Суматоха произошла невообразимая. Сотни детских голосов кричали в ужасе. Попадавшие на лестнице и ушибленные стонали и визжали. Классные дамы, старавшиеся остановить и образумить детей, выбились из сил, кричали на все лады:
— Silence! Arrêtez! [88] Смирно!
Они ловили бежавших без памяти детей, но те, не помня себя, вырывались, оставляя в руках дам пелеринки, рукавчики и другие вещи, за которые дамам удавалось ухватиться, и бежали без оглядки, не зная куда.
Добежав до только что оставленной ими после общей молитвы залы, они остановились в недоумении, столпившись в дверях.
Варя, наделавшая весь этот переполох, испугалась не менее своих подруг. Когда она услышала крики и увидела, что весь класс бежит, она живо выскочила из-под кровати и без оглядки, со всех ног бросилась вдогонку. На лестнице одна из старших остановила ее.
— Куда? Ведь задавят! — крикнула она, взяв ее за руку.
Варя, чувствуя себя в безопасности, прижалась к ней и вместе с ней бегом направилась в залу.
В зале было темно. Ламповщик гасил последние лампы. Воздух был душный. Пахло едкой гарью потушенных масляных ламп.
— Что? Что такое? — спрашивали друг друга дети, дрожа от страха и волнения, но никто не мог ни объяснить, ни дать себе отчета в том, что произошло.
Через несколько минут весь дом был на ногах. Сбежались встревоженные и бледные остальные дамы, которые успели уже вернуться домой или не отлучались из дому, а проводили свободный день у себя в комнате. Прибежали горничные, ламповщики, явился и смотритель дома.
— Что? В чем дело?
Ответа не было, хотя дети и кричали:
— Разбойники! Мужики!..
Смотритель и прислуга обошли дортуары, осмотрели коридоры. Нигде ничего… Все в порядке.
В зале между тем опять зажгли лампы. Дамы собрали в нее всех воспитанниц.
Елена Антоновна, торопливо вышедшая из своей комнаты на крик, последовала за своим классом, крича и унимая бежавших детей. На лестнице она, к своему ужасу, наткнулась на сбитую с ног и лежавшую врастяжку Леночку. Она остановилась, подняла дочь, помогла встать и некоторым другим упавшим, поставила их в безопасное место у окна и, подозвав горничных, распорядилась, чтобы сильно пострадавшие дети тотчас же были отнесены в лазарет. Других, получивших легкие ушибы, она сама повела для осмотра и перевязки туда же.

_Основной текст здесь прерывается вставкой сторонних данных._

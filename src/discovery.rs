//! Passive service discovery: an mDNS-SD browse of the tray service type,
//! yielding raw advertisement records. Validation and merging happen in
//! [`crate::reconcile::discovery`]; this module only produces input for it.

use std::collections::HashMap;
use std::time::Duration;

use async_trait::async_trait;
use mdns_sd::{ServiceDaemon, ServiceEvent};
use tokio::time::{timeout, Instant};
use tracing::debug;

use crate::errors::LanWakeError;
use crate::model::DiscoveredServiceEntry;
use crate::reconcile::discovery::entry_device_id;

/// Service type advertised by tray instances
pub const TRAY_SERVICE_TYPE: &str = "_rpcctl._tcp.local.";

/// Seam over the discovery transport so the engine can run against scripted
/// records in tests
#[async_trait]
pub trait DiscoverySource: Send + Sync {
    /// Collect raw advertisements for up to `window`
    async fn collect(
        &self,
        window: Duration,
    ) -> Result<Vec<DiscoveredServiceEntry>, LanWakeError>;
}

/// Production source backed by an mDNS-SD daemon
#[derive(Debug, Default)]
pub struct MdnsDiscovery;

impl MdnsDiscovery {
    pub fn new() -> Self {
        Self
    }
}

#[async_trait]
impl DiscoverySource for MdnsDiscovery {
    async fn collect(
        &self,
        window: Duration,
    ) -> Result<Vec<DiscoveredServiceEntry>, LanWakeError> {
        let daemon = ServiceDaemon::new()
            .map_err(|e| LanWakeError::DiscoveryError(e.to_string()))?;
        let receiver = daemon
            .browse(TRAY_SERVICE_TYPE)
            .map_err(|e| LanWakeError::DiscoveryError(e.to_string()))?;

        let deadline = Instant::now() + window;
        let mut entries = Vec::new();

        loop {
            let now = Instant::now();
            if now >= deadline {
                break;
            }
            match timeout(deadline - now, receiver.recv_async()).await {
                Ok(Ok(ServiceEvent::ServiceResolved(info))) => {
                    let mut txt_records = HashMap::new();
                    for property in info.get_properties().iter() {
                        txt_records
                            .insert(property.key().to_string(), property.val_str().to_string());
                    }
                    for scoped_ip in info.get_addresses() {
                        let entry = DiscoveredServiceEntry {
                            device_id: String::new(),
                            name: info.get_fullname().to_string(),
                            service_type: info.get_type().to_string(),
                            ip: scoped_ip.to_string(),
                            port: info.get_port(),
                            txt_records: txt_records.clone(),
                        };
                        // The id lives in the TXT records; entries without
                        // one keep an empty id and fail validation later.
                        let device_id = entry_device_id(&entry).unwrap_or_default();
                        debug!(name = %entry.name, ip = %entry.ip, %device_id, "service resolved");
                        entries.push(DiscoveredServiceEntry { device_id, ..entry });
                    }
                }
                Ok(Ok(_)) => continue,
                Ok(Err(_)) | Err(_) => break,
            }
        }

        daemon.stop_browse(TRAY_SERVICE_TYPE).ok();
        daemon.shutdown().ok();
        Ok(entries)
    }
}
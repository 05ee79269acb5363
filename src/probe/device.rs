use std::net::{IpAddr, SocketAddr};
use std::sync::Arc;
use std::time::{Duration, Instant};

use tokio_util::sync::CancellationToken;
use tracing::debug;

use super::TcpProber;
use crate::config::ProbeConfig;
use crate::model::{non_empty, ConnectionResult, Device, ProbeResult};
use crate::tray::TrayInfo;

/// Probes one device across its subnet-local interfaces and keeps the
/// best-ranked outcome.
pub struct DeviceProbe {
    prober: Arc<dyn TcpProber>,
    config: ProbeConfig,
}

impl DeviceProbe {
    pub fn new(prober: Arc<dyn TcpProber>, config: ProbeConfig) -> Self {
        Self { prober, config }
    }

    /// Try every interface whose IP lies in the current subnet, primary port
    /// first, Windows fallback port on an active refusal. Stops at the first
    /// `Ok`; otherwise keeps the best-ranked result seen. The cancellation
    /// token is honored before every connect attempt.
    pub async fn probe_best(
        &self,
        device: &Device,
        subnet_prefix: &str,
        cancel: &CancellationToken,
    ) -> ProbeResult {
        let mut best: Option<ProbeResult> = None;

        for iface in &device.interfaces {
            let Some(ip) = non_empty(&iface.ip) else {
                continue;
            };
            // Interfaces outside the phone's subnet are out of reach.
            if !ip.starts_with(subnet_prefix) {
                continue;
            }
            let Ok(parsed_ip) = ip.parse::<IpAddr>() else {
                continue;
            };
            if cancel.is_cancelled() {
                break;
            }

            let port = iface.port.unwrap_or(self.config.default_tray_port);
            let addr = SocketAddr::new(parsed_ip, port);
            let started = Instant::now();

            let (mut result, info) = self
                .prober
                .probe_with_info(addr, Duration::from_millis(self.config.primary_timeout_ms))
                .await;

            // A refusal proves the host is up. Windows machines expose the
            // RPC endpoint mapper, so one extra short attempt there upgrades
            // the outcome to "host alive, tray missing".
            if result == ConnectionResult::ConnectError && device.looks_like_windows() {
                if cancel.is_cancelled() {
                    break;
                }
                let fallback_addr = SocketAddr::new(parsed_ip, self.config.fallback_port);
                let fallback = self
                    .prober
                    .probe(
                        fallback_addr,
                        Duration::from_millis(self.config.fallback_timeout_ms),
                        true,
                    )
                    .await;
                if fallback.rank() > result.rank() {
                    result = fallback;
                }
            }

            let attempt = ProbeResult {
                ip: ip.to_string(),
                port,
                mac: iface.mac.clone(),
                result,
                duration_ms: started.elapsed().as_millis() as u64,
                device: info.map(|i| Self::refreshed_device(device, ip, i)),
            };
            debug!(
                device_id = %device.id,
                ip = %attempt.ip,
                result = ?attempt.result,
                "interface probed"
            );

            if attempt.result == ConnectionResult::Ok {
                return attempt;
            }
            match best {
                Some(ref current) if current.result.rank() >= attempt.result.rank() => {}
                _ => best = Some(attempt),
            }
        }

        best.unwrap_or_else(|| Self::out_of_reach(device))
    }

    /// Apply an `INFO` reply onto a copy of the device record
    fn refreshed_device(device: &Device, probed_ip: &str, info: TrayInfo) -> Device {
        let mut updated = device.clone();
        updated.hostname = info.hostname;
        if let Some(mac) = info.mac {
            if let Some(iface) = updated
                .interfaces
                .iter_mut()
                .find(|i| i.ip.as_deref() == Some(probed_ip))
            {
                iface.mac = Some(mac);
            }
        }
        updated
    }

    /// No interface lies in the current subnet: the device cannot be routed
    /// from here, which is the definitive-offline outcome.
    fn out_of_reach(device: &Device) -> ProbeResult {
        ProbeResult {
            ip: device
                .ips()
                .first()
                .map(ToString::to_string)
                .unwrap_or_default(),
            port: 0,
            mac: device.macs().first().map(ToString::to_string),
            result: ConnectionResult::HostUnreachable,
            duration_ms: 0,
            device: None,
        }
    }
}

В зале воспитанницы, не думая о порядке, вперемежку, большие с маленькими, толпились кучками при входе, ближе к двери. В глубь комнаты никто не рисковал идти. Дети жались друг к другу и с испуганными лицами слушали и повторяли «разные страсти». Рассказы быстро передавались от группы к группе и с каждой минутой появлялись новые.

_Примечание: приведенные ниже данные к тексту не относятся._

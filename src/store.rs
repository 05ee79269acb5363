//! Persistence seam for the device list. The engine only ever loads and
//! saves whole lists; anything smarter lives behind this trait.

use std::path::PathBuf;
use std::sync::Mutex;

use async_trait::async_trait;
use tracing::debug;

use crate::errors::LanWakeError;
use crate::model::Device;

#[async_trait]
pub trait DeviceStore: Send + Sync {
    async fn load(&self) -> Result<Vec<Device>, LanWakeError>;
    async fn save(&self, devices: &[Device]) -> Result<(), LanWakeError>;
}

/// JSON file store; a missing file reads as an empty list
pub struct JsonFileStore {
    path: PathBuf,
}

impl JsonFileStore {
    pub fn new(path: impl Into<PathBuf>) -> Self {
        Self { path: path.into() }
    }
}

#[async_trait]
impl DeviceStore for JsonFileStore {
    async fn load(&self) -> Result<Vec<Device>, LanWakeError> {
        match tokio::fs::read(&self.path).await {
            Ok(bytes) => Ok(serde_json::from_slice(&bytes)?),
            Err(err) if err.kind() == std::io::ErrorKind::NotFound => Ok(Vec::new()),
            Err(err) => Err(err.into()),
        }
    }

    async fn save(&self, devices: &[Device]) -> Result<(), LanWakeError> {
        let json = serde_json::to_vec_pretty(devices)?;
        // Write-then-rename so a crash mid-save never truncates the list.
        let tmp = self.path.with_extension("tmp");
        tokio::fs::write(&tmp, &json).await?;
        tokio::fs::rename(&tmp, &self.path).await?;
        debug!(path = %self.path.display(), count = devices.len(), "device list saved");
        Ok(())
    }
}

/// In-memory store for tests and ephemeral use
#[derive(Default)]
pub struct MemoryStore {
    devices: Mutex<Vec<Device>>,
}

impl MemoryStore {
    pub fn new(devices: Vec<Device>) -> Self {
        Self {
            devices: Mutex::new(devices),
        }
    }
}

#[async_trait]
impl DeviceStore for MemoryStore {
    async fn load(&self) -> Result<Vec<Device>, LanWakeError> {
        Ok(self.devices.lock().expect("memory store poisoned").clone())
    }

    async fn save(&self, devices: &[Device]) -> Result<(), LanWakeError> {
        *self.devices.lock().expect("memory store poisoned") = devices.to_vec();
        Ok(())
    }
}
use std::net::Ipv4Addr;

use lanwake::net::broadcast::{
    broadcast_for, is_emulated_network, prefix_to_mask, FALLBACK_BROADCAST,
};
use lanwake::net::wol::{build_magic_packet, parse_mac, MAGIC_PACKET_LEN};

#[test]
fn magic_packet_shape() {
    let mac = [0x01, 0x23, 0x45, 0x67, 0x89, 0xAB];
    let packet = build_magic_packet(mac);

    assert_eq!(packet.len(), MAGIC_PACKET_LEN);
    assert_eq!(packet.len(), 102);
    assert!(packet[..6].iter().all(|&b| b == 0xFF));
    for repeat in 0..16 {
        assert_eq!(&packet[6 + repeat * 6..6 + (repeat + 1) * 6], &mac);
    }
}

#[test]
fn magic_packet_for_all_zero_mac() {
    let packet = build_magic_packet([0; 6]);
    assert_eq!(packet.len(), 102);
    assert!(packet[6..].iter().all(|&b| b == 0));
}

#[test]
fn mac_parsing_accepts_common_formats() {
    let expected = [0xAA, 0xBB, 0xCC, 0xDD, 0xEE, 0xFF];
    assert_eq!(parse_mac("AA:BB:CC:DD:EE:FF"), Some(expected));
    assert_eq!(parse_mac("aa-bb-cc-dd-ee-ff"), Some(expected));
    assert_eq!(parse_mac("aabbccddeeff"), Some(expected));

    assert_eq!(parse_mac(""), None);
    assert_eq!(parse_mac("AA:BB:CC:DD:EE"), None);
    assert_eq!(parse_mac("GG:BB:CC:DD:EE:FF"), None);
}

#[test]
fn prefix_to_mask_handles_partial_bytes() {
    assert_eq!(prefix_to_mask(24), [255, 255, 255, 0]);
    assert_eq!(prefix_to_mask(16), [255, 255, 0, 0]);
    assert_eq!(prefix_to_mask(25), [255, 255, 255, 128]);
    assert_eq!(prefix_to_mask(22), [255, 255, 252, 0]);
    assert_eq!(prefix_to_mask(0), [0, 0, 0, 0]);
    assert_eq!(prefix_to_mask(32), [255, 255, 255, 255]);
}

#[test]
fn broadcast_from_ip_and_prefix() {
    assert_eq!(
        broadcast_for(Ipv4Addr::new(192, 168, 1, 10), 24),
        Ipv4Addr::new(192, 168, 1, 255)
    );
    assert_eq!(
        broadcast_for(Ipv4Addr::new(10, 1, 2, 3), 8),
        Ipv4Addr::new(10, 255, 255, 255)
    );
    assert_eq!(
        broadcast_for(Ipv4Addr::new(172, 16, 5, 1), 22),
        Ipv4Addr::new(172, 16, 7, 255)
    );
}

#[test]
fn emulator_addresses_are_detected() {
    assert!(is_emulated_network(Ipv4Addr::new(10, 0, 2, 15)));
    assert!(is_emulated_network(Ipv4Addr::new(10, 0, 7, 1)));
    assert!(!is_emulated_network(Ipv4Addr::new(192, 168, 1, 15)));
    assert!(!is_emulated_network(Ipv4Addr::new(10, 1, 2, 15)));
    assert_eq!(FALLBACK_BROADCAST, Ipv4Addr::new(255, 255, 255, 255));
}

Все говорили негромко, многие даже шепотом. Девочки теснились, жались друг к другу, и несмотря на это передвижение ни на минуту не прекращалось и в зале стоял гул.
— Как мы вошли к нам в дортуар, — рассказывала раскрасневшаяся от страха и волнения маленькая девочка, с блестящими испуганными глазами, — я слышу, что-то зашуршало. Я только хотела сказать Буниной, как вдруг кто-то крепко стиснул мою ногу. Я вырвала ее… и вижу из-под кровати торчит большущая, черная голова… Я закричала…

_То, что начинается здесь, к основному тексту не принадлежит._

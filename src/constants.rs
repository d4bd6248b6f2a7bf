/// Fixed inputs and outputs of the ETL run

// Archived listing of the largest banks by market capitalization
pub const BANKS_URL: &str =
    "https://web.archive.org/web/20230908091635/https://en.wikipedia.org/wiki/List_of_largest_banks";

// Columns produced by the extractor
pub const NAME_COLUMN: &str = "Name";
pub const MC_USD_COLUMN: &str = "MC_USD_Billion";
pub const TABLE_ATTRIBS: [&str; 2] = [NAME_COLUMN, MC_USD_COLUMN];

// Columns appended by the transformer, in order
pub const MC_GBP_COLUMN: &str = "MC_GBP_Billion";
pub const MC_EUR_COLUMN: &str = "MC_EUR_Billion";
pub const MC_INR_COLUMN: &str = "MC_INR_Billion";

// Currency codes the rate file must carry
pub const GBP: &str = "GBP";
pub const EUR: &str = "EUR";
pub const INR: &str = "INR";

// Paths
pub const EXCHANGE_RATE_PATH: &str = "./exchange_rate.csv";
pub const OUTPUT_CSV_PATH: &str = "./Largest_banks_data.csv";
pub const DB_PATH: &str = "Banks.db";
pub const TABLE_NAME: &str = "Largest_banks";
pub const PROGRESS_LOG_PATH: &str = "./code_log.txt";

// Read queries run after loading, in order
pub const QUERY_ALL: &str = "SELECT * FROM Largest_banks";
pub const QUERY_AVG_GBP: &str = "SELECT AVG(MC_GBP_Billion) FROM Largest_banks";
pub const QUERY_TOP5_NAMES: &str = "SELECT Name from Largest_banks LIMIT 5";
pub const QUERIES: [&str; 3] = [QUERY_ALL, QUERY_AVG_GBP, QUERY_TOP5_NAMES];

// Progress log lifecycle messages
pub const MSG_PRELIMINARIES: &str = "Preliminaries complete. Initiating ETL process";
pub const MSG_EXTRACTED: &str = "Data extraction complete. Initiating Transformation process";
pub const MSG_TRANSFORMED: &str = "Data transformation complete. Initiating Loading process";
pub const MSG_CSV_SAVED: &str = "Data saved to CSV file";
pub const MSG_DB_CONNECTED: &str = "SQL Connection initiated";
pub const MSG_DB_LOADED: &str = "Data loaded to Database as a table, Executing queries";
pub const MSG_COMPLETE: &str = "Process Complete";
pub const MSG_DB_CLOSED: &str = "Server Connection closed";

// HTTP
pub const HTTP_TIMEOUT_SECS: u64 = 30;
pub const USER_AGENT: &str = "Mozilla/5.0 (Macintosh; Intel Mac OS X 10_15_7) AppleWebKit/537.36 (KHTML, like Gecko) Chrome/114.0.0.0 Safari/537.36";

— Да нет, Верочка, право, я могу побожиться, что это была не голова, — остановила рассказчицу такая же маленькая девочка, ее пара.
— Я отлично видела огромные белые зубы! А борода черная как смоль и вот такая.
Она опустила руки к поясу.
— Я тебя толкнула, только хотела показать его, как вдруг на полу что-то сверкнуло, и мы закричали…
— Маленькие входили в свой дортуар, — говорила очень быстро девушка лет пятнадцати с серьезным, озабоченным лицом и нахмуренными бровями, — и видят перед шкафом стоит здоровенный мужик. Как он их увидел, он и присел между кроватями… Да там, конечно, не один еще! Девочки слышали шум и голоса, когда были на лестнице, а вошли — все тихо, только этот не успел спрятаться…
— Я, еще вчера, просыпаюсь, — шептала таинственно одна взрослая воспитанница с бледным, болезненным лицом, стоя посреди плотно обступивших и с жадностью слушавших ее подруг, — и вижу: длинная-длинная, белая, худая, как скелет, обтянутый кожей, женская фигура, нагнулась над ночником и погасила свечу. Я утром рассказываю Рыковой, а она говорит, что тоже видела, как белая фигура медленно-медленно шла по нашему дортуару и два раза остановилась, протянула руку и своим рукавом, как саваном, накрыла всю постель. Я знаю, возле кого она остановилась, но не хочу сказать.